Top of INFORMATION GIVEN

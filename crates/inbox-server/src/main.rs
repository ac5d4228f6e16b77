mod config;

use std::collections::HashMap;
use std::net::SocketAddr;
use std::sync::Arc;

use tower_http::cors::CorsLayer;
use tower_http::trace::TraceLayer;
use tracing::{info, warn};

use inbox_api::auth::{AppState, AppStateInner};
use inbox_api::router::build_router;
use inbox_backend::auth::{AuthProvider, LocalAuth, RestAuth};
use inbox_backend::rest::RestBackend;
use inbox_backend::{Backend, seed};
use inbox_gateway::registry::{self, WorkspaceRegistry};

use crate::config::{Config, Mode};

const REAPER_INTERVAL_SECS: u64 = 60;

#[tokio::main]
async fn main() -> anyhow::Result<()> {
    // Load .env if present
    let _ = dotenvy::dotenv();

    // Init logging
    tracing_subscriber::fmt()
        .with_env_filter(
            tracing_subscriber::EnvFilter::try_from_default_env()
                .unwrap_or_else(|_| "inbox_server=debug,inbox_api=debug,inbox_gateway=debug,inbox_backend=debug,tower_http=debug".into()),
        )
        .init();

    let config = Config::from_env()?;

    let (auth, backend, profiles) = match (&config.hosted, &config.demo) {
        (Some(hosted), _) => {
            let client = reqwest::Client::new();
            let auth: Arc<dyn AuthProvider> = Arc::new(RestAuth::new(
                client.clone(),
                &hosted.backend_url,
                &hosted.backend_key,
                &config.jwt_secret,
            ));
            let backend: Arc<dyn Backend> = Arc::new(RestBackend::new(
                client,
                hosted.backend_url.clone(),
                hosted.backend_key.clone(),
            ));
            info!("Hosted mode against {}", hosted.backend_url);
            (auth, backend, HashMap::new())
        }
        (None, Some(demo)) => {
            let auth: Arc<dyn AuthProvider> =
                Arc::new(LocalAuth::new(&demo.email, &demo.password, &config.jwt_secret)?);
            let backend: Arc<dyn Backend> = Arc::new(seed::demo_backend().await);
            warn!("Demo mode: in-memory data, sign in as {}", demo.email);
            (auth, backend, seed::demo_profiles())
        }
        (None, None) => anyhow::bail!("no backend configured for {:?} mode", config.mode),
    };

    let state: AppState = Arc::new(AppStateInner {
        auth,
        backend,
        workspaces: WorkspaceRegistry::new(),
        profiles,
        secure_cookies: config.secure_cookies,
    });

    // Sessions that expire without signing out still hold a workspace
    tokio::spawn(registry::run_reaper(state.workspaces.clone(), REAPER_INTERVAL_SECS));

    let app = build_router(state.clone())
        .layer(CorsLayer::permissive())
        .layer(TraceLayer::new_for_http());

    let addr: SocketAddr = format!("{}:{}", config.host, config.port).parse()?;
    info!(
        "Inbox server listening on {} ({})",
        addr,
        if config.mode == Mode::Hosted { "hosted" } else { "demo" }
    );

    let listener = tokio::net::TcpListener::bind(addr).await?;
    axum::serve(listener, app)
        .with_graceful_shutdown(shutdown_signal())
        .await?;

    // Release every live subscription before exit.
    state.workspaces.shutdown_all().await;
    info!("Inbox server stopped");

    Ok(())
}

async fn shutdown_signal() {
    let ctrl_c = tokio::signal::ctrl_c();
    #[cfg(unix)]
    {
        match tokio::signal::unix::signal(tokio::signal::unix::SignalKind::terminate()) {
            Ok(mut sigterm) => {
                tokio::select! {
                    _ = ctrl_c => info!("Received Ctrl+C, shutting down..."),
                    _ = sigterm.recv() => info!("Received SIGTERM, shutting down..."),
                }
            }
            Err(e) => {
                warn!("SIGTERM handler unavailable: {}", e);
                ctrl_c.await.ok();
                info!("Received Ctrl+C, shutting down...");
            }
        }
    }
    #[cfg(not(unix))]
    {
        ctrl_c.await.ok();
        info!("Received Ctrl+C, shutting down...");
    }
}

Bottom of INFORMATION GIVEN

> WHAT TO WORK ON:
The full set of records above must be reproduced exactly in the reply.

> ANSWER:
filename crates/inbox-server/src/main.rs
repository ac5d4228f6e16b77
mod config;

use std::collections::HashMap;
use std::net::SocketAddr;
use std::sync::Arc;

use tower_http::cors::CorsLayer;
use tower_http::trace::TraceLayer;
use tracing::{info, warn};

use inbox_api::auth::{AppState, AppStateInner};
use inbox_api::router::build_router;
use inbox_backend::auth::{AuthProvider, LocalAuth, RestAuth};
use inbox_backend::rest::RestBackend;
use inbox_backend::{Backend, seed};
use inbox_gateway::registry::{self, WorkspaceRegistry};

use crate::config::{Config, Mode};

const REAPER_INTERVAL_SECS: u64 = 60;

#[tokio::main]
async fn main() -> anyhow::Result<()> {
    // Load .env if present
    let _ = dotenvy::dotenv();

    // Init logging
    tracing_subscriber::fmt()
        .with_env_filter(
            tracing_subscriber::EnvFilter::try_from_default_env()
                .unwrap_or_else(|_| "inbox_server=debug,inbox_api=debug,inbox_gateway=debug,inbox_backend=debug,tower_http=debug".into()),
        )
        .init();

    let config = Config::from_env()?;

    let (auth, backend, profiles) = match (&config.hosted, &config.demo) {
        (Some(hosted), _) => {
            let client = reqwest::Client::new();
            let auth: Arc<dyn AuthProvider> = Arc::new(RestAuth::new(
                client.clone(),
                &hosted.backend_url,
                &hosted.backend_key,
                &config.jwt_secret,
            ));
            let backend: Arc<dyn Backend> = Arc::new(RestBackend::new(
                client,
                hosted.backend_url.clone(),
                hosted.backend_key.clone(),
            ));
            info!("Hosted mode against {}", hosted.backend_url);
            (auth, backend, HashMap::new())
        }
        (None, Some(demo)) => {
            let auth: Arc<dyn AuthProvider> =
                Arc::new(LocalAuth::new(&demo.email, &demo.password, &config.jwt_secret)?);
            let backend: Arc<dyn Backend> = Arc::new(seed::demo_backend().await);
            warn!("Demo mode: in-memory data, sign in as {}", demo.email);
            (auth, backend, seed::demo_profiles())
        }
        (None, None) => anyhow::bail!("no backend configured for {:?} mode", config.mode),
    };

    let state: AppState = Arc::new(AppStateInner {
        auth,
        backend,
        workspaces: WorkspaceRegistry::new(),
        profiles,
        secure_cookies: config.secure_cookies,
    });

    // Sessions that expire without signing out still hold a workspace
    tokio::spawn(registry::run_reaper(state.workspaces.clone(), REAPER_INTERVAL_SECS));

    let app = build_router(state.clone())
        .layer(CorsLayer::permissive())
        .layer(TraceLayer::new_for_http());

    let addr: SocketAddr = format!("{}:{}", config.host, config.port).parse()?;
    info!(
        "Inbox server listening on {} ({})",
        addr,
        if config.mode == Mode::Hosted { "hosted" } else { "demo" }
    );

    let listener = tokio::net::TcpListener::bind(addr).await?;
    axum::serve(listener, app)
        .with_graceful_shutdown(shutdown_signal())
        .await?;

    // Release every live subscription before exit.
    state.workspaces.shutdown_all().await;
    info!("Inbox server stopped");

    Ok(())
}

async fn shutdown_signal() {
    let ctrl_c = tokio::signal::ctrl_c();
    #[cfg(unix)]
    {
        match tokio::signal::unix::signal(tokio::signal::unix::SignalKind::terminate()) {
            Ok(mut sigterm) => {
                tokio::select! {
                    _ = ctrl_c => info!("Received Ctrl+C, shutting down..."),
                    _ = sigterm.recv() => info!("Received SIGTERM, shutting down..."),
                }
            }
            Err(e) => {
                warn!("SIGTERM handler unavailable: {}", e);
                ctrl_c.await.ok();
                info!("Received Ctrl+C, shutting down...");
            }
        }
    }
    #[cfg(not(unix))]
    {
        ctrl_c.await.ok();
        info!("Received Ctrl+C, shutting down...");
    }
}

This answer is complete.